I stripped down a Johnston 10 HP twin two stroke when I was about 15/16 years old. Engine had been thrown out by the owner because it was seized and the dealer told him it was uneconomic to repair. First project of that type I'd done. I had to buy an impact driver to get the screws out of the leg because they were corroded in place, but apart from that it was simplicity itself. No manual, no experience, but I stripped it down to the last nut and bolt, ended up with the block with the two pistons stuck in it, put it in a bucket full of old engine oil, put a primus stove under it and heated it for a couple of hours. The pistons almost fell out. New piston rings, put it all back together, started second or third pull. I learned a lot from that engine, mainly how simple they are.
 
I am a cruising liveaboard in the Caribbean. I see hundreds of cruisers with OBs. For every 4T I see/hear I see 20+ 2T.
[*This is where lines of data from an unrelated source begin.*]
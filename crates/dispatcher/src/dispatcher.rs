//! Dispatcher - fans each published record out to every sink queue

use std::collections::{BTreeMap, HashSet};
use std::sync::atomic::{AtomicBool, Ordering};
use std::time::Duration;

use bytes::Bytes;
use tokio_util::sync::CancellationToken;
use tracing::{debug, info, instrument, warn};

use contracts::{DispatchConfig, FanoutBlueprint, FanoutSink, Record, SinkConfig, SinkType};

use crate::error::DispatcherError;
use crate::handle::{SinkHandle, SinkSettings};
use crate::metrics::SinkCounters;
use crate::sinks::{FileSink, LogSink, MemorySink, NetworkSink};

/// Time each sink's close still gets once the close deadline has passed
const CLOSE_GRACE: Duration = Duration::from_millis(500);

/// Builder for creating a FanoutDispatcher
pub struct DispatcherBuilder {
    config: DispatchConfig,
    shutdown: CancellationToken,
    handles: Vec<SinkHandle>,
}

impl DispatcherBuilder {
    /// Create a new DispatcherBuilder
    pub fn new(config: DispatchConfig) -> Self {
        Self {
            config,
            shutdown: CancellationToken::new(),
            handles: Vec::new(),
        }
    }

    /// Add a programmatic sink
    pub fn with_sink<S>(mut self, sink: S, settings: SinkSettings) -> Self
    where
        S: FanoutSink + Send + Sync + 'static,
    {
        let handle = SinkHandle::new(sink, settings, self.shutdown.clone());
        self.handles.push(handle);
        self
    }

    /// Add a sink built from configuration
    pub fn with_sink_config(mut self, config: &SinkConfig) -> Result<Self, DispatcherError> {
        let handle = create_sink_handle(config, &self.shutdown)?;
        self.handles.push(handle);
        Ok(self)
    }

    /// Build and start the dispatcher
    ///
    /// Spawns one worker per sink, so it must run inside a tokio runtime.
    #[instrument(name = "dispatcher_builder_build", skip(self), fields(sink_count = self.handles.len()))]
    pub fn build(self) -> Result<FanoutDispatcher, DispatcherError> {
        let dispatcher = FanoutDispatcher::with_handles(self.handles, self.config, self.shutdown)?;
        for handle in &dispatcher.handles {
            handle.start();
        }
        info!(
            sinks = dispatcher.handles.len(),
            drop_policy = ?dispatcher.config.drop_policy,
            "Dispatcher started"
        );
        Ok(dispatcher)
    }
}

/// Create a SinkHandle from configuration
#[instrument(
    name = "dispatcher_create_sink_handle",
    skip(config, shutdown),
    fields(sink = %config.name, sink_type = ?config.sink_type)
)]
fn create_sink_handle(
    config: &SinkConfig,
    shutdown: &CancellationToken,
) -> Result<SinkHandle, DispatcherError> {
    let settings = SinkSettings::from_policy(config.policy.clone());
    let shutdown = shutdown.clone();

    match config.sink_type {
        SinkType::Log => {
            let sink = LogSink::new(&config.name);
            Ok(SinkHandle::new(sink, settings, shutdown))
        }
        SinkType::Memory => {
            let sink = MemorySink::new(&config.name);
            Ok(SinkHandle::new(sink, settings, shutdown))
        }
        SinkType::File => {
            let sink = FileSink::from_params(&config.name, &config.params)
                .map_err(|e| DispatcherError::sink_creation(&config.name, e.to_string()))?;
            Ok(SinkHandle::new(sink, settings, shutdown))
        }
        SinkType::Network => {
            let sink = NetworkSink::from_params(&config.name, &config.params)?;
            Ok(SinkHandle::new(sink, settings, shutdown))
        }
    }
}

/// Fans every published record out to N independent sinks
///
/// Each sink has its own bounded queue and worker, so a slow or
/// disconnected sink never stalls the producer or the other sinks.
pub struct FanoutDispatcher {
    handles: Vec<SinkHandle>,
    config: DispatchConfig,
    shutdown: CancellationToken,
    closed: AtomicBool,
}

impl FanoutDispatcher {
    /// Create a dispatcher with custom sink handles (for testing)
    ///
    /// Handles are used as given; ones created with `SinkHandle::new` stay
    /// paused until started.
    pub fn with_handles(
        handles: Vec<SinkHandle>,
        config: DispatchConfig,
        shutdown: CancellationToken,
    ) -> Result<Self, DispatcherError> {
        let mut seen = HashSet::new();
        for handle in &handles {
            if !seen.insert(handle.name()) {
                return Err(DispatcherError::DuplicateSink {
                    name: handle.name().to_string(),
                });
            }
        }

        Ok(Self {
            handles,
            config,
            shutdown,
            closed: AtomicBool::new(false),
        })
    }

    pub fn config(&self) -> &DispatchConfig {
        &self.config
    }

    /// Configured sink names, in registration order
    pub fn sink_names(&self) -> Vec<&str> {
        self.handles.iter().map(SinkHandle::name).collect()
    }

    pub fn handle(&self, name: &str) -> Option<&SinkHandle> {
        self.handles.iter().find(|h| h.name() == name)
    }

    pub fn is_closed(&self) -> bool {
        self.closed.load(Ordering::SeqCst)
    }

    /// Offer a record to every sink
    ///
    /// Never waits on sink connectivity. Only the `block` policy waits, and
    /// only for queue space.
    pub async fn publish(&self, destination: impl Into<String>, payload: impl Into<Bytes>) {
        self.publish_record(Record::new(destination, payload)).await;
    }

    pub async fn publish_record(&self, record: Record) {
        if self.is_closed() {
            debug!(destination = %record.destination, "Publish after close ignored");
            return;
        }

        let block_timeout = self.config.block_timeout();
        for handle in &self.handles {
            handle
                .enqueue(
                    record.clone(),
                    self.config.drop_policy,
                    block_timeout,
                    &self.shutdown,
                )
                .await;
        }
    }

    /// Per-sink counter snapshot
    pub fn counters(&self) -> BTreeMap<String, SinkCounters> {
        self.handles
            .iter()
            .map(|h| (h.name().to_string(), h.counters()))
            .collect()
    }

    /// Stop the workers and close every sink
    ///
    /// With `wait`, queued records are drained first, bounded by `timeout`.
    /// A missed deadline is logged and the sinks are closed anyway; each
    /// close gets what is left of `timeout`, at least `CLOSE_GRACE`. Calling
    /// it again does nothing.
    #[instrument(name = "dispatcher_close", skip(self))]
    pub async fn close(&self, wait: bool, timeout: Option<Duration>) {
        if self.closed.swap(true, Ordering::SeqCst) {
            debug!("Dispatcher already closed");
            return;
        }

        info!(sinks = self.handles.len(), "Dispatcher shutting down");
        let deadline = timeout.map(|limit| tokio::time::Instant::now() + limit);
        // every stop marker is queued before the token fires
        for handle in &self.handles {
            handle.stop();
        }
        self.shutdown.cancel();

        if wait {
            let drain = async {
                for handle in &self.handles {
                    handle.join_drained().await;
                }
            };
            match timeout {
                Some(limit) => {
                    if tokio::time::timeout(limit, drain).await.is_err() {
                        warn!(
                            timeout_ms = limit.as_millis() as u64,
                            "Drain deadline missed, closing sinks anyway"
                        );
                    }
                }
                None => drain.await,
            }
        }

        for handle in &self.handles {
            let limit = deadline.map(|deadline| {
                deadline
                    .saturating_duration_since(tokio::time::Instant::now())
                    .max(CLOSE_GRACE)
            });
            handle.close_sink(limit).await;
        }

        info!("Dispatcher shutdown complete");
    }

    /// `close` with the configured wait flag and timeout
    pub async fn shutdown(&self) {
        self.close(self.config.wait_on_close, self.config.close_timeout())
            .await;
    }
}

impl Drop for FanoutDispatcher {
    fn drop(&mut self) {
        if !self.closed.load(Ordering::SeqCst) {
            for handle in &self.handles {
                handle.stop();
            }
            self.shutdown.cancel();
        }
    }
}

impl std::fmt::Debug for FanoutDispatcher {
    fn fmt(&self, f: &mut std::fmt::Formatter<'_>) -> std::fmt::Result {
        f.debug_struct("FanoutDispatcher")
            .field("sinks", &self.sink_names())
            .field("config", &self.config)
            .field("closed", &self.is_closed())
            .finish()
    }
}

/// Convenience function to create a dispatcher from a blueprint
#[instrument(name = "dispatcher_create", skip(blueprint), fields(sinks = blueprint.sinks.len()))]
pub fn create_dispatcher(blueprint: &FanoutBlueprint) -> Result<FanoutDispatcher, DispatcherError> {
    let mut builder = DispatcherBuilder::new(blueprint.dispatch.clone());
    for sink_config in &blueprint.sinks {
        builder = builder.with_sink_config(sink_config)?;
    }
    builder.build()
}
My 28 yr old Johnston 15hp started 3rd pull when cold and first pull after that. New plugs every year was all that was needed. It was stolen in St Barts, the thief passing up a brand new unsecured Honda 4T on the adjacent mooring to cut the security wire and steal my old Johnston.

No 4T for this old spanner monkey. My current OB is a Nissan [Tohatsu] 18 hp 2 stroke of course.
 
Two strokes only have 3 moving parts, piston, conrod and crankshaft.

That's not quite true, is it. You'll have a float and valve, throttle and choke butterflies, and a few linkage bits and bobs in the carb.

Still simpler than a 4-stroke, of course.

we can still buy them from Mainbrayce etc new and guaranteed.

Is that so? Last I heard they were clamping down on non-Islander purchases, but that was a while ago. I know at least one person who'd be in the market for a new Tohatsu 2-stroke if available.

Pete
 
I too maybe just unlucky but purchased a new 9.9 hp 4 stroke yamaha. It was a nightmare. Left for any time and it often refused to start even with the engine run dry.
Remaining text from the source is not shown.